Communication goes both ways
By Laura Alden, Contributor
Content warning on this article for mentions of sexual harassment and assault.
The #MeToo movement is important; as women, we’re fed up with sexual harassment. We’re fed up with men trying to convince us to have sex after we say no. As we have seen recently in “Grace’s” story regarding her date with Aziz Ansari, well-known actor and feminist, in which she felt violated and left in tears, we’re also fed up with the skewed power dynamic and walking away from dates unsure if we have just been taken advantage of.
I have been in Grace’s shoes; I have experienced some men’s sexual tunnel vision and walked away from experiences feeling like I had ridden a roller coaster I wasn’t sure I bought a ticket for. However, during the morning after, I looked not straight towards the men I had been with. Instead, I turned to myself to make sure I had made all the right moves to protect myself, and to make sure I had communicated in a way that would get all my needs met. Had I said no strongly enough, or at all? Had I used proper language to express my needs clearly? I’d say that 99 per cent of the time the answer was a no. I had become a deer in the headlights, and, without the men I was with knowing how to visually recognize a woman freezing up or what that felt like during physical relations, the sex had continued as normal, without any check-ins. Of course, there have also been times when I raised my concerns and needs to previous partners and they fell upon deaf or defensive ears. I walked away then, as I knew my needs would never be met by them.
We have grown up in a world where people are taught to think that men are sexy when they are strong and take charge, and that it’s normal for women to say no just to play hard to get. This world is slowly changing, but the key word here is “slowly.” Aziz Ansari is an example of putting the cart before the horse, thinking that the idea that wearing a pin that states the words “Time’s Up” will make this change so quickly. His wearing of the pin was done with the best intentions, I believe, but he is a prime example of what happens when best intentions exist without the underlying foundations of proper communication. He is not a monster, and should not be compared to cruel men like Harvey Weinstein.
Ansari is a man who was brought up in a world with unclear sexual rules, with social norms dictated by porn, movies, and television, along with a blanket of shame that covers questions like “Can I kiss you?” or “Do you want to have sex with me?” These are all made worse with a lack of learned human tools like vulnerability and truthful, open communication.

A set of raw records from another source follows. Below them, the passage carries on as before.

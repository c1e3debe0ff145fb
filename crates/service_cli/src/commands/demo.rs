//! Demo command: canonical assessment scenarios.
//!
//! Runs a fixed set of assessments against an in-memory store and event bus
//! with fixed fraud scores, so the output is reproducible offline.
//!
//! # Expected Output
//!
//! ```text
//! Scenario                          Customer      Score    Category  Conf
//! New customer, no history          CUST-NEW      385.71   MEDIUM    60%
//! Large uniform history             CUST-STEADY     8.57   LOW       80%
//! ...
//! ```
//!
//! Key verification points:
//! - The returning customer gains confidence from recorded factors
//! - A blank customer id is rejected before any component runs
//! - A non-finite fraud score fails the assessment without persisting

use crate::Result;
use scoring_core::types::{
    AssessmentRequest, AssessmentResponse, ExternalFactors, MarketConditions, Transaction,
};
use scoring_engine::{
    EngineConfig, ErrorKind, FixedFraudDetector, InMemoryEventBus, InMemoryRiskStore,
    RiskAssessmentEngine,
};
use std::sync::Arc;
use std::time::Duration;

/// A demo scenario: a request and the native fraud score to answer it with.
struct Scenario {
    name: &'static str,
    request: AssessmentRequest,
    fraud: FixedFraudDetector,
}

/// How a scenario ended.
#[derive(Debug)]
pub enum Outcome {
    /// Assessment completed
    Assessed(AssessmentResponse),
    /// Assessment refused with the given kind
    Rejected { kind: ErrorKind, message: String },
}

/// Result of one scenario.
#[derive(Debug)]
pub struct ScenarioOutcome {
    pub name: &'static str,
    pub customer: String,
    pub outcome: Outcome,
}

/// Totals observed after all scenarios ran.
#[derive(Debug, Default)]
pub struct DemoSummary {
    pub outcomes: Vec<ScenarioOutcome>,
    pub profiles: usize,
    pub scores: usize,
    pub factors: usize,
    pub events: usize,
}

fn scenarios() -> Vec<Scenario> {
    vec![
        Scenario {
            name: "New customer, no history",
            request: AssessmentRequest::new("CUST-NEW"),
            fraud: FixedFraudDetector::new(300.0),
        },
        Scenario {
            name: "Large uniform history",
            request: AssessmentRequest::new("CUST-STEADY").with_transactions(vec![
                Transaction::new(5_000.0)
                    .with_category("retail");
                120
            ]),
            fraud: FixedFraudDetector::new(0.0),
        },
        Scenario {
            name: "Full evidence, elevated fraud",
            request: AssessmentRequest::new("CUST-WIRE")
                .with_transactions(vec![
                    Transaction::new(250.0).with_category("groceries"),
                    Transaction::new(18_000.0).with_category("wire"),
                    Transaction::new(42_000.0).with_category("wire"),
                    Transaction::new(75.0).with_category("dining"),
                ])
                .with_market(MarketConditions::new(Some(35.0), Some(6.5)))
                .with_external(ExternalFactors::new(Some(540.0), Some(1))),
            fraud: FixedFraudDetector::new(720.0).with_risk_level("HIGH"),
        },
        Scenario {
            name: "Returning customer",
            request: AssessmentRequest::new("CUST-NEW"),
            fraud: FixedFraudDetector::new(300.0),
        },
        Scenario {
            name: "Blank customer id",
            request: AssessmentRequest::new("   "),
            fraud: FixedFraudDetector::new(0.0),
        },
        Scenario {
            name: "Fraud scorer returns NaN",
            request: AssessmentRequest::new("CUST-NAN"),
            fraud: FixedFraudDetector::new(f64::NAN),
        },
    ]
}

/// Runs every scenario and collects the outcomes.
///
/// Must be called from within a Tokio runtime.
pub async fn run_scenarios(config: &EngineConfig) -> Result<DemoSummary> {
    let store = InMemoryRiskStore::new();
    let bus = Arc::new(InMemoryEventBus::new());
    let mut summary = DemoSummary::default();

    let mut expected_events = 0;
    for scenario in scenarios() {
        let engine = RiskAssessmentEngine::new(
            config.clone(),
            Arc::new(store.clone()),
            Arc::new(scenario.fraud),
            bus.clone(),
        )?;

        let customer = scenario.request.customer_id.to_string();
        let outcome = match engine.assess(scenario.request).await {
            Ok(response) => {
                expected_events += 1;
                Outcome::Assessed(response)
            }
            Err(err) => Outcome::Rejected {
                kind: err.kind(),
                message: err.to_string(),
            },
        };
        summary.outcomes.push(ScenarioOutcome {
            name: scenario.name,
            customer,
            outcome,
        });
    }

    // Publication is detached from the assessments
    for _ in 0..100 {
        if bus.message_count() >= expected_events {
            break;
        }
        tokio::time::sleep(Duration::from_millis(5)).await;
    }

    let stats = store.statistics()?;
    summary.profiles = stats.profiles;
    summary.scores = stats.scores;
    summary.factors = stats.factors;
    summary.events = bus.message_count();
    Ok(summary)
}

/// Runs the demo and prints the outcome table.
pub async fn run(config: &EngineConfig) -> Result<()> {
    println!("========================================");
    println!("Risk Scoring Demo");
    println!("========================================");
    println!();

    let summary = run_scenarios(config).await?;

    println!(
        "{:<32} {:<12} {:>8}  {:<9} {:>5}",
        "Scenario", "Customer", "Score", "Category", "Conf"
    );
    println!("{}", "-".repeat(72));
    for scenario in &summary.outcomes {
        match &scenario.outcome {
            Outcome::Assessed(response) => println!(
                "{:<32} {:<12} {:>8.2}  {:<9} {:>4}%",
                scenario.name,
                scenario.customer,
                response.score,
                response.category.as_str(),
                response.confidence
            ),
            Outcome::Rejected { kind, .. } => println!(
                "{:<32} {:<12} {:>8}  {:<9}",
                scenario.name,
                scenario.customer.trim(),
                "-",
                format!("[{}]", kind)
            ),
        }
    }
    println!("{}", "-".repeat(72));
    println!();

    for scenario in &summary.outcomes {
        match &scenario.outcome {
            Outcome::Assessed(response) => {
                println!("[{}]", scenario.name);
                for recommendation in &response.recommendations {
                    println!("  - {}", recommendation);
                }
            }
            Outcome::Rejected { message, .. } => {
                println!("[{}] {}", scenario.name, message);
            }
        }
    }
    println!();

    println!(
        "[Demo] Store: {} profiles, {} scores, {} factors; {} events published",
        summary.profiles, summary.scores, summary.factors, summary.events
    );
    println!("========================================");
    println!("Demo completed successfully!");
    println!("========================================");

    Ok(())
}
//! CLI command implementations
//!
//! Each submodule implements a specific CLI command. Shared engine wiring
//! lives here.

pub mod assess;
pub mod check;
pub mod demo;

use crate::config::{FraudConfig, ServiceConfig};
use crate::{CliError, Result};
use scoring_engine::{
    FixedFraudDetector, FraudDetector, HttpFraudDetector, InMemoryEventBus, InMemoryRiskStore,
    RiskAssessmentEngine,
};
use std::sync::Arc;
use std::time::Duration;

/// Builds the fraud detector the configuration selects.
pub fn fraud_detector(config: &FraudConfig) -> Result<Arc<dyn FraudDetector>> {
    if let Some(score) = config.fixed_score {
        return Ok(Arc::new(FixedFraudDetector::new(score)));
    }
    if let Some(endpoint) = &config.endpoint {
        let detector =
            HttpFraudDetector::new(endpoint.clone(), Duration::from_millis(config.timeout_ms))?;
        return Ok(Arc::new(detector));
    }
    Err(CliError::InvalidArgument(
        "No fraud detector configured. Set fraud.endpoint, RISKSCORE_FRAUD_SCORE or --fraud-score"
            .to_string(),
    ))
}

/// Short description of the configured detector.
pub fn describe_detector(config: &FraudConfig) -> String {
    match (&config.endpoint, config.fixed_score) {
        (_, Some(score)) => format!("fixed (score {})", score),
        (Some(endpoint), None) => format!("http ({}, timeout {} ms)", endpoint, config.timeout_ms),
        (None, None) => "not configured".to_string(),
    }
}

/// Wires an engine over in-memory persistence and event bus.
///
/// Must be called from within a Tokio runtime.
pub fn in_memory_engine(
    config: &ServiceConfig,
    detector: Arc<dyn FraudDetector>,
) -> Result<RiskAssessmentEngine> {
    let engine = RiskAssessmentEngine::new(
        config.engine.clone(),
        Arc::new(InMemoryRiskStore::new()),
        detector,
        Arc::new(InMemoryEventBus::new()),
    )?;
    Ok(engine)
}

Playing it cool is the game in dating, and that works against every side. It keeps men from softly asking if they can touch us instead of playing it strong and fearless, and it keeps women from saying “What you are doing makes me afraid,” in real time, instead of the day after in a text message.
We are pushing for consent, and for these vulnerable questions to be asked. At the same time, we are pushing against the social norms that have been around for years. This is not an excuse, this is reality. Habits are hard to break, and instilling fear through public shaming is not the way to go; patience, understanding, and, above all, nonviolent communication to get our goals met, is. We don’t have to have sex any time we aren’t feeling it, but should open communication to our partners or one-night stands to figure out what went wrong after the fact instead of throwing blame and shutting everything down. We must face their flaws, and our own, to grow and understand what we want and how to get it. These words are not meant to discredit women who have experienced sexual assault or rape. These are serious, hurtful actions. However, in the seemingly grey area experiences, like with Grace and Aziz, better communication is key—as long as both sexes are willing to listen. We need to start giving more men the benefit of the doubt while firmly leaving those who don’t deserve it.
It is noted in Grace’s account that she did protest to Aziz’s actions, but the passive, non-confrontational ways in which she did (pulling away, not moving) fits into the shy, hard-to-get persona that is stereotyped to women and continues to muddle the line between consent and sexual expression. We cannot expect men to read our minds, mumblings, or mixed signals, but we can expect men to listen to us when we raise our hands and firmly say “No, I do not want sex right now. Stop. Now.” What would it have been like if Grace had said “No, no sex. I am very uncomfortable right now because of your actions. Either we keep our clothes on, or I am leaving” and stuck to it? These words can be hard to say in real time, but it’s up to women to learn how to say them clearly, strongly, and without violent aggression, or laughing to lighten the tension. We must rise to the challenge of leaving a situation, but only after we know our properly-communicated needs will not be heard. It’s up to us to create a strong, clear, non-aggressive “No.” Only when this is properly established will men listen and accept it.